Most of the studies that explored the relationship between obesity and arthritis focused on a single type of arthritis in adults over 40 years old, often ignoring vital covariates such as dieting, alcohol consumption, smoking, moderate exercise, and others.12,15,20-26. This study aims to investigate the relationship between obesity in Americans aged 30 years and above and the various forms of arthritis (including rheumatoid arthritis [RA], ankylosing spondylitis [AS], osteoarthritis [OA], and psoriatic arthritis [PSA]) using more diverse and representative data controlling for important covariates.
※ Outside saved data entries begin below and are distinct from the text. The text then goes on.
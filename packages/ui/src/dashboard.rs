//! Dashboard state shared by the dashboard page and anything that changes
//! stock (entries, exits, resolved alerts) and wants the figures refreshed.

use api::DashboardSummary;
use dioxus::prelude::*;

use crate::auth::use_api;
use crate::fetch::{use_latest_fetch, LatestFetch, Loadable};

/// Context handle for the dashboard summary.
#[derive(Clone, Copy)]
pub struct Dashboard {
    fetch: LatestFetch<DashboardSummary>,
    refresh: Callback<()>,
}

impl Dashboard {
    pub fn summary(&self) -> Signal<Loadable<DashboardSummary>> {
        self.fetch.state()
    }

    /// Re-fetch all dashboard figures.
    pub fn refresh(&self) {
        self.refresh.call(());
    }
}

pub fn use_dashboard() -> Dashboard {
    use_context::<Dashboard>()
}

/// Provides [`Dashboard`] to its children and loads it once on mount.
#[component]
pub fn DashboardProvider(children: Element) -> Element {
    let api = use_api();
    let mut fetch = use_latest_fetch::<DashboardSummary>();

    let refresh = use_callback(move |()| {
        let api = api.clone();
        fetch.run(async move { api.get_dashboard_summary().await });
    });

    use_context_provider(|| Dashboard { fetch, refresh });

    use_effect(move || refresh.call(()));

    rsx! {
        {children}
    }
}
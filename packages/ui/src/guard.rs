//! Route guard.
//!
//! [`GuardState::evaluate`] is the whole decision; [`Protected`] only maps it
//! to a render or a history-replacing redirect.

use api::models::Role;
use api::Session;
use dioxus::prelude::*;

use crate::auth::use_session;

pub const LOGIN_PATH: &str = "/login";
pub const UNAUTHORIZED_PATH: &str = "/unauthorized";

#[derive(Debug, Clone, Copy, PartialEq, Eq)]
pub enum GuardState {
    /// Session restore still running; render nothing but a placeholder.
    Loading,
    Unauthenticated,
    Unauthorized,
    Authorized,
}

impl GuardState {
    /// `allowed: None` admits every authenticated role.
    pub fn evaluate(session: &Session, allowed: Option<&[Role]>) -> Self {
        if session.is_loading {
            return GuardState::Loading;
        }
        if !session.is_authenticated {
            return GuardState::Unauthenticated;
        }
        match (allowed, session.role()) {
            (None, _) => GuardState::Authorized,
            (Some(roles), Some(role)) if roles.contains(&role) => GuardState::Authorized,
            (Some(_), _) => GuardState::Unauthorized,
        }
    }

    pub fn redirect(self) -> Option<&'static str> {
        match self {
            GuardState::Unauthenticated => Some(LOGIN_PATH),
            GuardState::Unauthorized => Some(UNAUTHORIZED_PATH),
            GuardState::Loading | GuardState::Authorized => None,
        }
    }
}

/// Renders `children` only for an authenticated session whose role is in
/// `allowed`. Redirects replace the history entry, so Back does not return to
/// the guarded page.
#[component]
pub fn Protected(#[props(default)] allowed: Option<Vec<Role>>, children: Element) -> Element {
    let session = use_session();
    let nav = use_navigator();

    let state = GuardState::evaluate(&session.read(), allowed.as_deref());

    use_effect(use_reactive!(|state| {
        if let Some(path) = state.redirect() {
            tracing::debug!("guard redirect to {path}");
            nav.replace(path);
        }
    }));

    match state {
        GuardState::Authorized => rsx! {
            {children}
        },
        GuardState::Loading => rsx! {
            div { class: "guard-loading", "Cargando…" }
        },
        GuardState::Unauthenticated | GuardState::Unauthorized => rsx! {},
    }
}

#[cfg(test)]
mod tests {
    use super::*;
    use api::models::User;
    use api::SessionAction;

    fn session_for(role: Role) -> Session {
        Session::signed_out().apply(SessionAction::Authenticated {
            user: User {
                email: "user@example.com".into(),
                role,
                nombre: "Ana".into(),
                apellido: "Pérez".into(),
            },
            token: "tok".into(),
        })
    }

    #[test]
    fn test_loading_wins() {
        let s = Session::default();
        assert_eq!(GuardState::evaluate(&s, None), GuardState::Loading);
        assert_eq!(GuardState::evaluate(&s, Some(&[Role::Supervisor])), GuardState::Loading);
        assert_eq!(GuardState::Loading.redirect(), None);
    }

    #[test]
    fn test_unauthenticated_goes_to_login() {
        let s = Session::signed_out();
        let state = GuardState::evaluate(&s, None);
        assert_eq!(state, GuardState::Unauthenticated);
        assert_eq!(state.redirect(), Some("/login"));
    }

    #[test]
    fn test_role_outside_allow_list_is_unauthorized() {
        let s = session_for(Role::Asistente);
        let state = GuardState::evaluate(&s, Some(&[Role::Supervisor]));
        assert_eq!(state, GuardState::Unauthorized);
        assert_eq!(state.redirect(), Some("/unauthorized"));
    }

    #[test]
    fn test_allowed_roles_render() {
        for role in [Role::Supervisor, Role::Asistente] {
            let s = session_for(role);
            assert_eq!(GuardState::evaluate(&s, None), GuardState::Authorized);
            assert_eq!(
                GuardState::evaluate(&s, Some(&[Role::Supervisor, Role::Asistente])),
                GuardState::Authorized
            );
        }
        let s = session_for(Role::Supervisor);
        assert_eq!(GuardState::evaluate(&s, Some(&[Role::Supervisor])), GuardState::Authorized);
    }

    #[test]
    fn test_empty_allow_list_admits_nobody() {
        let s = session_for(Role::Supervisor);
        assert_eq!(GuardState::evaluate(&s, Some(&[])), GuardState::Unauthorized);
    }
}
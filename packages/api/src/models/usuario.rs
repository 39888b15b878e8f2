//! # Users and roles
//!
//! Two representations of a person, mirroring the split between what the
//! backend stores and what the client keeps in its session:
//!
//! - [`Usuario`]: the backend record (`/usuarios`, `/auth/me`), with a
//!   numeric `id_rol`.
//! - [`User`]: the signed-in user held in the session and persisted under the
//!   `user` storage key as `{email, role, nombre, apellido}`.
//!
//! [`Usuario::to_user`] projects the former into the latter, mapping the role
//! id through [`Role::from_id`]. Roles travel lowercase (`"supervisor"`,
//! `"asistente"`); the capitalized names only appear as display text of the
//! `/roles` catalog and are never parsed into a [`Role`].

use serde::{Deserialize, Serialize};

use super::{require, require_positive};
use crate::{ApiError, Result};

/// Application role. Gates the supervisor-only routes.
#[derive(Debug, Clone, Copy, PartialEq, Eq, Hash, Serialize, Deserialize)]
#[serde(rename_all = "lowercase")]
pub enum Role {
    Supervisor,
    Asistente,
}

impl Role {
    /// Map the backend's `id_rol`. Unknown ids get the least privileged role.
    pub fn from_id(id_rol: i64) -> Self {
        match id_rol {
            1 => Role::Supervisor,
            _ => Role::Asistente,
        }
    }

    pub fn id(self) -> i64 {
        match self {
            Role::Supervisor => 1,
            Role::Asistente => 2,
        }
    }

    pub fn as_str(self) -> &'static str {
        match self {
            Role::Supervisor => "supervisor",
            Role::Asistente => "asistente",
        }
    }

    pub fn label(self) -> &'static str {
        match self {
            Role::Supervisor => "Supervisor",
            Role::Asistente => "Asistente",
        }
    }
}

impl std::fmt::Display for Role {
    fn fmt(&self, f: &mut std::fmt::Formatter<'_>) -> std::fmt::Result {
        f.write_str(self.as_str())
    }
}

/// The signed-in user.
#[derive(Debug, Clone, PartialEq, Serialize, Deserialize)]
pub struct User {
    pub email: String,
    pub role: Role,
    pub nombre: String,
    pub apellido: String,
}

impl User {
    /// Full name, falling back to email if both name parts are blank.
    pub fn display_name(&self) -> String {
        let full = format!("{} {}", self.nombre.trim(), self.apellido.trim());
        let full = full.trim();
        if full.is_empty() {
            self.email.clone()
        } else {
            full.to_string()
        }
    }

    pub fn is_supervisor(&self) -> bool {
        self.role == Role::Supervisor
    }
}

/// User record as stored by the backend.
#[derive(Debug, Clone, PartialEq, Serialize, Deserialize)]
pub struct Usuario {
    pub id_usuario: i64,
    pub email: String,
    #[serde(default)]
    pub nombre: String,
    #[serde(default)]
    pub apellido: String,
    #[serde(default)]
    pub id_rol: i64,
    #[serde(default)]
    pub id_sucursal: Option<i64>,
    #[serde(default = "default_true")]
    pub activo: bool,
}

fn default_true() -> bool {
    true
}

impl Usuario {
    pub fn role(&self) -> Role {
        Role::from_id(self.id_rol)
    }

    /// Convert to the session's [`User`].
    pub fn to_user(&self) -> User {
        User {
            email: self.email.clone(),
            role: self.role(),
            nombre: self.nombre.clone(),
            apellido: self.apellido.clone(),
        }
    }
}

/// Create/update payload for `/usuarios`.
#[derive(Debug, Clone, Default, PartialEq, Serialize, Deserialize)]
pub struct UsuarioInput {
    pub nombre: String,
    pub apellido: String,
    pub email: String,
    /// Required on create; omitted on update to keep the current password.
    #[serde(skip_serializing_if = "Option::is_none")]
    pub password: Option<String>,
    pub id_rol: i64,
    #[serde(skip_serializing_if = "Option::is_none")]
    pub id_sucursal: Option<i64>,
}

impl UsuarioInput {
    pub fn from_usuario(usuario: &Usuario) -> Self {
        Self {
            nombre: usuario.nombre.clone(),
            apellido: usuario.apellido.clone(),
            email: usuario.email.clone(),
            password: None,
            id_rol: usuario.id_rol,
            id_sucursal: usuario.id_sucursal,
        }
    }

    pub fn validate(&self, creating: bool) -> Result<()> {
        require(&self.nombre, "nombre")?;
        require(&self.apellido, "apellido")?;
        require(&self.email, "email")?;
        if !self.email.contains('@') {
            return Err(ApiError::Validation("email is not valid".to_string()));
        }
        require_positive(self.id_rol, "id_rol")?;
        if creating {
            require(self.password.as_deref().unwrap_or_default(), "password")?;
        }
        Ok(())
    }
}

#[cfg(test)]
mod tests {
    use super::*;

    #[test]
    fn test_role_from_id() {
        assert_eq!(Role::from_id(1), Role::Supervisor);
        assert_eq!(Role::from_id(2), Role::Asistente);
        assert_eq!(Role::from_id(99), Role::Asistente);
        assert_eq!(Role::from_id(0), Role::Asistente);
    }

    #[test]
    fn test_role_wire_format_is_lowercase() {
        assert_eq!(serde_json::to_string(&Role::Supervisor).unwrap(), "\"supervisor\"");
        let role: Role = serde_json::from_str("\"asistente\"").unwrap();
        assert_eq!(role, Role::Asistente);
        assert!(serde_json::from_str::<Role>("\"Supervisor\"").is_err());
    }

    #[test]
    fn test_persisted_user_shape() {
        let user = User {
            email: "ana@example.com".into(),
            role: Role::Supervisor,
            nombre: "Ana".into(),
            apellido: "Pérez".into(),
        };
        let value = serde_json::to_value(&user).unwrap();
        assert_eq!(
            value,
            serde_json::json!({
                "email": "ana@example.com",
                "role": "supervisor",
                "nombre": "Ana",
                "apellido": "Pérez"
            })
        );
        assert_eq!(user.display_name(), "Ana Pérez");
    }

    #[test]
    fn test_to_user_maps_role() {
        let usuario: Usuario = serde_json::from_value(serde_json::json!({
            "id_usuario": 3,
            "email": "luis@example.com",
            "nombre": "Luis",
            "apellido": "Gómez",
            "id_rol": 2
        }))
        .unwrap();
        assert!(usuario.activo);
        let user = usuario.to_user();
        assert_eq!(user.role, Role::Asistente);
        assert!(!user.is_supervisor());
    }

    #[test]
    fn test_display_name_falls_back_to_email() {
        let user = User {
            email: "x@y.z".into(),
            role: Role::Asistente,
            nombre: " ".into(),
            apellido: String::new(),
        };
        assert_eq!(user.display_name(), "x@y.z");
    }

    #[test]
    fn test_input_validation() {
        let mut input = UsuarioInput {
            nombre: "Ana".into(),
            apellido: "Pérez".into(),
            email: "ana@example.com".into(),
            password: None,
            id_rol: 1,
            id_sucursal: None,
        };
        assert!(input.validate(false).is_ok());
        assert!(input.validate(true).is_err());
        input.password = Some("secret".into());
        assert!(input.validate(true).is_ok());
        input.email = "nope".into();
        assert!(input.validate(false).is_err());
    }
}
Also, the role of obesity in the causal pathway of arthritis remains unclear. Injuries from the weight-bearing pressure exerted on the joints and the wear-and-tear of cartilages of various joints of individuals with obesity or obesity-induced inflammation could explain why more individuals with obesity seem to have arthritis. The study also aims to explore further whether it is the inflammatory or the effects of increased wear-and-tear with obesity that drive the increase in arthritis prevalence in the United States.
Methodology
Study population and sample selection
This is a cross-sectional study that utilized data from the 2012 to 2018 National Health and Nutrition Examination Survey (NHANES) program designed by the National Center for Health Statistics (NCHS) to assess the health and nutritional status of the US population. 27 The NHANES series of population studies in the US combine assessment of risks and lifestyle factors, physical examination, and laboratory tests conducted at specific medical locations.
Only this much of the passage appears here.